Ne dit-on pas aussi qu’il y a 90% de travail en art et 10% de talent ? Le travail ne réside pas seulement dans le geste spontané, mais aussi dans le contrôle de certaines techniques, dans le travail d’observation, d’exploration, de réalisation, en faisant le choix d’un médium ou d’une technique qui servira au mieux ce qui est à communiquer. Il réside aussi dans l’évaluation qui sera fait ensuite de l’œuvre et du processus, pour poursuivre justement la démarche. C’est un ensemble d’étapes qui sont comprises dans la démarche artistique, toute forme d’art confondu. J’ose comparer cela à la démarche scientifique à certains égards. Une hypothèse de départ, n’est qu’une hypothèse. C’est le travail qui viendra ensuite qui fera la différence. L’art n’est pas qu’une expression spontanée, même si le résultat peut être jugé créatif.
À la limite, le résultat devient même secondaire dans la démarche artistique, puisque le travail de l’artiste n’est jamais fini et que d’une œuvre à l’autre ça évolue. Est-ce qu’une murale doit être comparée à l’art culinaire, oratoire ou paysagiste ? Est-ce que la sculpture réalisée dans un arbre par Armand Vaillancourt, sur la rue Esplanade à Montréal ou ses fontaines, sont casées comme étant de l’art paysagiste ? Est-ce que c’est la finesse d’exécution qui doit être pris en compte, la savoir faire technique, le médium utilisé, ect.? Est-ce qu’un artiste qui produit, mais qui demeure hermétique et vu que par une poignée de gens « avertis » est plus artiste qu’un autre dit plus « populaire » ou accessible ?
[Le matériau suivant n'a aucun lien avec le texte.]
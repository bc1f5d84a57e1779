//! TerminalRenderer: flushes a canvas to a real terminal.
//!
//! The first frame is a full redraw; later frames only rewrite runs of cells
//! that changed since the previous one.

use std::io::{self, Write};

use anyhow::Result;

use crossterm::{
    cursor,
    style::{Attribute, Print, ResetColor, SetAttribute},
    terminal, QueueableCommand,
};

use crate::core::{Canvas, Display};
use crate::types::Intensity;

const BEL: &str = "\x07";

pub struct TerminalRenderer {
    stdout: io::Stdout,
    last: Option<Canvas>,
    buf: Vec<u8>,
}

impl Default for TerminalRenderer {
    fn default() -> Self {
        Self::new()
    }
}

impl TerminalRenderer {
    pub fn new() -> Self {
        Self {
            stdout: io::stdout(),
            last: None,
            buf: Vec::with_capacity(64 * 1024),
        }
    }

    pub fn enter(&mut self) -> Result<()> {
        terminal::enable_raw_mode()?;
        self.buf.clear();
        self.buf.queue(terminal::EnterAlternateScreen)?;
        self.buf.queue(cursor::Hide)?;
        self.buf.queue(terminal::DisableLineWrap)?;
        self.flush_buf()?;
        Ok(())
    }

    pub fn exit(&mut self) -> Result<()> {
        self.buf.clear();
        self.buf.queue(ResetColor)?;
        self.buf.queue(SetAttribute(Attribute::Reset))?;
        self.buf.queue(terminal::EnableLineWrap)?;
        self.buf.queue(cursor::Show)?;
        self.buf.queue(terminal::LeaveAlternateScreen)?;
        self.flush_buf()?;
        terminal::disable_raw_mode()?;
        Ok(())
    }

    fn flush_buf(&mut self) -> Result<()> {
        self.stdout.write_all(&self.buf)?;
        self.stdout.flush()?;
        Ok(())
    }
}

impl Display for TerminalRenderer {
    type Error = anyhow::Error;

    fn grid_size(&self) -> Result<(u16, u16)> {
        let (columns, rows) = terminal::size()?;
        Ok((rows, columns))
    }

    fn present(&mut self, canvas: &Canvas, bell: bool) -> Result<()> {
        self.buf.clear();
        // Take previous out to avoid borrow conflicts with `buf`.
        match self.last.take() {
            Some(mut prev)
                if prev.rows() == canvas.rows() && prev.columns() == canvas.columns() =>
            {
                encode_diff_into(&prev, canvas, &mut self.buf)?;
                prev.clone_from(canvas);
                self.last = Some(prev);
            }
            _ => {
                encode_full_into(canvas, &mut self.buf)?;
                self.last = Some(canvas.clone());
            }
        }
        if bell {
            self.buf.queue(Print(BEL))?;
        }
        self.flush_buf()
    }
}

/// Encode a full-frame redraw into `out`.
///
/// This builds a sequence of crossterm commands without writing to stdout.
pub fn encode_full_into(canvas: &Canvas, out: &mut Vec<u8>) -> Result<()> {
    out.queue(terminal::Clear(terminal::ClearType::All))?;

    let mut current: Option<Intensity> = None;
    for row in 0..canvas.rows() {
        out.queue(cursor::MoveTo(0, row))?;
        for column in 0..canvas.columns() {
            if row + 1 == canvas.rows() && column + 1 == canvas.columns() {
                // Printing the last cell would scroll the screen.
                break;
            }
            let cell = canvas.get(row, column).unwrap_or_default();
            if current != Some(cell.intensity) {
                apply_intensity_into(out, cell.intensity)?;
                current = Some(cell.intensity);
            }
            out.queue(Print(cell.ch))?;
        }
    }

    out.queue(SetAttribute(Attribute::Reset))?;
    Ok(())
}

/// Encode a diff redraw (changed runs) into `out`.
///
/// This builds a sequence of crossterm commands without writing to stdout.
pub fn encode_diff_into(prev: &Canvas, next: &Canvas, out: &mut Vec<u8>) -> Result<()> {
    let mut current: Option<Intensity> = None;

    for_each_changed_run(prev, next, |row, column, len| {
        out.queue(cursor::MoveTo(column, row))?;
        for dc in 0..len {
            let cell = next.get(row, column + dc).unwrap_or_default();
            if current != Some(cell.intensity) {
                apply_intensity_into(out, cell.intensity)?;
                current = Some(cell.intensity);
            }
            out.queue(Print(cell.ch))?;
        }
        Ok(())
    })?;

    out.queue(SetAttribute(Attribute::Reset))?;
    Ok(())
}

fn apply_intensity_into(out: &mut Vec<u8>, intensity: Intensity) -> Result<()> {
    out.queue(SetAttribute(Attribute::Reset))?;
    match intensity {
        Intensity::Dim => {
            out.queue(SetAttribute(Attribute::Dim))?;
        }
        Intensity::Bold => {
            out.queue(SetAttribute(Attribute::Bold))?;
        }
        Intensity::Normal => {}
    }
    Ok(())
}

/// Call `f(row, column, len)` for each horizontal run of cells that differ.
fn for_each_changed_run(
    prev: &Canvas,
    next: &Canvas,
    mut f: impl FnMut(u16, u16, u16) -> Result<()>,
) -> Result<()> {
    let rows = next.rows();
    let columns = next.columns();

    for row in 0..rows {
        let mut column = 0;
        while column < columns {
            if prev.get(row, column) == next.get(row, column) {
                column += 1;
                continue;
            }

            let start = column;
            column += 1;
            while column < columns && prev.get(row, column) != next.get(row, column) {
                column += 1;
            }
            f(row, start, column - start)?;
        }
    }

    Ok(())
}
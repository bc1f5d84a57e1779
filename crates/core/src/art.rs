//! Sprite art parsed from multi-line text.
//!
//! A [`FrameArt`] is immutable once loaded. Spaces are transparent: drawing
//! skips them and erasing leaves them alone.

use thiserror::Error;

/// Failures while turning sprite text into frames.
#[derive(Debug, Error, PartialEq, Eq)]
pub enum ArtError {
    #[error("malformed frame `{name}`: no drawable glyphs")]
    MalformedFrame { name: String },
    #[error("frame cycle needs at least one frame")]
    NoFrames,
}

/// A static multi-line glyph pattern.
#[derive(Debug, Clone, PartialEq, Eq)]
pub struct FrameArt {
    rows: Vec<Vec<char>>,
    columns: usize,
}

impl FrameArt {
    /// Parse sprite text. Fails with [`ArtError::MalformedFrame`] when there
    /// is nothing to draw.
    pub fn load(text: &str) -> Result<Self, ArtError> {
        Self::load_named("<inline>", text)
    }

    /// Like [`FrameArt::load`], with `name` reported in the error.
    pub fn load_named(name: &str, text: &str) -> Result<Self, ArtError> {
        let rows: Vec<Vec<char>> = text.lines().map(|line| line.chars().collect()).collect();

        if !rows.iter().flatten().any(|&ch| ch != ' ') {
            return Err(ArtError::MalformedFrame {
                name: name.to_string(),
            });
        }

        let columns = rows.iter().map(Vec::len).max().unwrap_or(0);
        Ok(Self { rows, columns })
    }

    /// `(rows, columns)`; columns is the widest line.
    pub fn size(&self) -> (usize, usize) {
        (self.rows.len(), self.columns)
    }

    pub fn rows(&self) -> usize {
        self.rows.len()
    }

    pub fn columns(&self) -> usize {
        self.columns
    }

    /// Every non-space glyph with its `(row, column)` offset inside the frame.
    pub fn glyphs(&self) -> impl Iterator<Item = (usize, usize, char)> + '_ {
        self.rows.iter().enumerate().flat_map(|(r, line)| {
            line.iter()
                .enumerate()
                .filter(|&(_, &ch)| ch != ' ')
                .map(move |(c, &ch)| (r, c, ch))
        })
    }
}
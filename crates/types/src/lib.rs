//! Core types module - shared data structures and constants
//!
//! Pure data used by every other crate in the workspace: grid positions,
//! per-tick movement vectors, glyph intensities and directional key signals.
//! Nothing here touches the terminal.
//!
//! # Coordinates
//!
//! Positions are `(row, column)` pairs measured from the top-left corner of the
//! grid. Units keep fractional positions so they can move less than one cell
//! per tick; they always render at the rounded cell.
//!
//! # Timing Constants
//!
//! | Constant | Value | Description |
//! |----------|-------|-------------|
//! | `TICK_MS` | 50 | Default frame interval (20 FPS) |
//! | `TWINKLE_HOLD_MIN` | 1 | Shortest hold of a star phase, in ticks |
//! | `TWINKLE_HOLD_MAX` | 20 | Longest hold of a star phase, in ticks |
//!
//! # Examples
//!
//! ```
//! use tui_starfield_types::{KeySignal, Movement, Position};
//!
//! let pos = Position::new(7.6, 2.2);
//! assert_eq!(pos.cell(), (8, 2));
//!
//! let moved = pos.offset(Movement::new(-1.0, 2.0));
//! assert_eq!(moved.cell(), (7, 4));
//!
//! assert_eq!(KeySignal::Right.movement(), Movement::new(0.0, 2.0));
//! ```

/// Default frame interval in milliseconds.
pub const TICK_MS: u32 = 50;

/// Shortest hold of a single star phase, in ticks.
pub const TWINKLE_HOLD_MIN: u32 = 1;

/// Longest hold of a single star phase, in ticks (inclusive).
pub const TWINKLE_HOLD_MAX: u32 = 20;

/// Rows moved per tick while an up/down key is pressed.
pub const VERTICAL_STEP: f64 = 1.0;

/// Columns moved per tick while a left/right key is pressed.
///
/// Terminal cells are roughly twice as tall as they are wide.
pub const HORIZONTAL_STEP: f64 = 2.0;

/// Default projectile velocity in rows per tick (upward).
pub const SHOT_ROW_SPEED: f64 = -0.3;

/// Default projectile velocity in columns per tick.
pub const SHOT_COLUMN_SPEED: f64 = 0.0;

/// Glyphs a star may be drawn with.
pub const STAR_GLYPHS: [char; 4] = ['+', '*', '.', ':'];

/// Inclusive range for the randomized number of stars.
pub const STAR_COUNT_MIN: u32 = 60;
pub const STAR_COUNT_MAX: u32 = 80;

/// Display intensity of a drawn glyph.
#[derive(Debug, Clone, Copy, PartialEq, Eq, Hash, Default)]
pub enum Intensity {
    Dim,
    #[default]
    Normal,
    Bold,
}

/// A point on the grid with fractional coordinates.
#[derive(Debug, Clone, Copy, PartialEq, Default)]
pub struct Position {
    pub row: f64,
    pub column: f64,
}

impl Position {
    pub const fn new(row: f64, column: f64) -> Self {
        Self { row, column }
    }

    /// The integer cell this position renders at.
    pub fn cell(self) -> (i32, i32) {
        (self.row.round() as i32, self.column.round() as i32)
    }

    pub fn offset(self, delta: Movement) -> Self {
        Self {
            row: self.row + delta.rows,
            column: self.column + delta.columns,
        }
    }
}

/// Per-tick displacement, in rows and columns.
#[derive(Debug, Clone, Copy, PartialEq, Default)]
pub struct Movement {
    pub rows: f64,
    pub columns: f64,
}

impl Movement {
    pub const NONE: Movement = Movement::new(0.0, 0.0);

    pub const fn new(rows: f64, columns: f64) -> Self {
        Self { rows, columns }
    }
}

/// Edges of a rectangle on the grid. `bottom` and `right` are exclusive.
#[derive(Debug, Clone, Copy, PartialEq, Default)]
pub struct BoundingBox {
    pub top: f64,
    pub bottom: f64,
    pub left: f64,
    pub right: f64,
}

impl BoundingBox {
    /// Box of a `rows` x `columns` sprite anchored at `origin`.
    pub fn at(origin: Position, rows: usize, columns: usize) -> Self {
        Self {
            top: origin.row,
            bottom: origin.row + rows as f64,
            left: origin.column,
            right: origin.column + columns as f64,
        }
    }

    /// Whether the vertical extent lies inside `[0, rows)`.
    pub fn fits_rows(&self, rows: u16) -> bool {
        self.top >= 0.0 && self.bottom <= rows as f64
    }

    /// Whether the horizontal extent lies inside `[0, columns)`.
    pub fn fits_columns(&self, columns: u16) -> bool {
        self.left >= 0.0 && self.right <= columns as f64
    }
}

/// A recognized directional key.
#[derive(Debug, Clone, Copy, PartialEq, Eq, Hash)]
pub enum KeySignal {
    Up,
    Down,
    Left,
    Right,
}

impl KeySignal {
    /// Displacement this signal asks for on its own axis.
    pub fn movement(self) -> Movement {
        match self {
            KeySignal::Up => Movement::new(-VERTICAL_STEP, 0.0),
            KeySignal::Down => Movement::new(VERTICAL_STEP, 0.0),
            KeySignal::Left => Movement::new(0.0, -HORIZONTAL_STEP),
            KeySignal::Right => Movement::new(0.0, HORIZONTAL_STEP),
        }
    }
}
//! Terminal input module.
//!
//! Maps `crossterm` key events onto [`crate::types::KeySignal`]s and folds the
//! keys pending at each tick into a single movement vector.

pub mod handler;
pub mod map;

pub use tui_starfield_types as types;

pub use handler::{CrosstermKeys, InputState, KeySource, ScriptedKeys};
pub use map::{should_quit, signal_for_key};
Est-ce qu’un artiste qui réalise son travail assisté d’un ordinateur est moins artiste que celui qui réalise son œuvre sur un support dit traditionnel ?
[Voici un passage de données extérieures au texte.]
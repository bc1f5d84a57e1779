//! Key mapping from terminal events to directional signals.

use crate::types::KeySignal;
use crossterm::event::{KeyCode, KeyEvent, KeyModifiers};

/// Map a key to the directional signal it stands for, if any.
pub fn signal_for_key(key: KeyEvent) -> Option<KeySignal> {
    match key.code {
        KeyCode::Up | KeyCode::Char('w') | KeyCode::Char('W') | KeyCode::Char('k') => {
            Some(KeySignal::Up)
        }
        KeyCode::Down | KeyCode::Char('s') | KeyCode::Char('S') | KeyCode::Char('j') => {
            Some(KeySignal::Down)
        }
        KeyCode::Left | KeyCode::Char('a') | KeyCode::Char('A') | KeyCode::Char('h') => {
            Some(KeySignal::Left)
        }
        KeyCode::Right | KeyCode::Char('d') | KeyCode::Char('D') | KeyCode::Char('l') => {
            Some(KeySignal::Right)
        }
        _ => None,
    }
}

/// Check if key should end the run.
pub fn should_quit(key: KeyEvent) -> bool {
    matches!(key.code, KeyCode::Char('q') | KeyCode::Char('Q') | KeyCode::Esc)
        || (key.code == KeyCode::Char('c') && key.modifiers.contains(KeyModifiers::CONTROL))
}
//! Terminal display module.
//!
//! The canvas itself lives in `core`; this crate is only the device it is
//! flushed to. Raw mode, alternate screen, hidden cursor and the bell are
//! handled here so nothing else has to touch the terminal.

pub mod renderer;

pub use tui_starfield_core as core;
pub use tui_starfield_types as types;

pub use renderer::{encode_diff_into, encode_full_into, TerminalRenderer};
//! Sprite files on disk.

use std::fs;
use std::path::Path;
use std::rc::Rc;

use anyhow::{Context, Result};
use tracing::info;

use crate::core::FrameArt;

/// Read and parse one sprite file.
pub fn load_frame_file(path: &Path) -> Result<FrameArt> {
    let text = fs::read_to_string(path)
        .with_context(|| format!("failed to read sprite {}", path.display()))?;
    let art = FrameArt::load_named(&path.display().to_string(), &text)?;
    Ok(art)
}

/// Load `files` from `dir`, in order. Any missing or malformed file is fatal.
pub fn load_frames(dir: &Path, files: &[&str]) -> Result<Vec<Rc<FrameArt>>> {
    files
        .iter()
        .map(|name| -> Result<Rc<FrameArt>> {
            let path = dir.join(name);
            let art = load_frame_file(&path)?;
            let (rows, columns) = art.size();
            info!(path = %path.display(), rows, columns, "loaded sprite frame");
            Ok(Rc::new(art))
        })
        .collect()
}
Est-ce que les clowns noirs seront moins considérés comme artistes ou leur travail moins artistique, s’ils osent utiliser la pub à l’intérieur même de leur production, afin d’avoir des revenus plus décents?
Je n’ai pas réponses à toutes ces questions, même si j’ai ma petite opinion bien personnelle sur le sujet. Je ne prétends pas à la vérité.
Les fameuses cases sont des occasions de créer de la division bien davantage que pour faire évoluer le discours sur l’art et les conditions dans lequel il s’exerce.
Chose certaine, quand des personnes réalisent une murale, ils s’inscrivent davantage dans le champ de l’expression créative que l’on aime ou que l’on aime pas leur travail. Qu’ils parlent de la méfiance des commerçants à qui ils offrent leurs services, à cause de certains préjugés vis-à-vis les artistes, c’est peut-être oser dire tout haut, ce que bien du monde pensent tout bas.
Que doit-on penser des graffiteurs dans ce contexte ? Certains ont été récupérés par des autorités municipales qui voulaient exercer un certain contrôle sur ce qui était réalisé sur les murs de la ville. Ceux qui collaborent, sont-ils moins artistes ? Les questions sont lancées. Peut-être que certains autres de vos lecteurs prendront parole pour dire ce qu’ils en pensent. Tant mieux. C’est dans le choc des idées et des pensées que l’on évolue.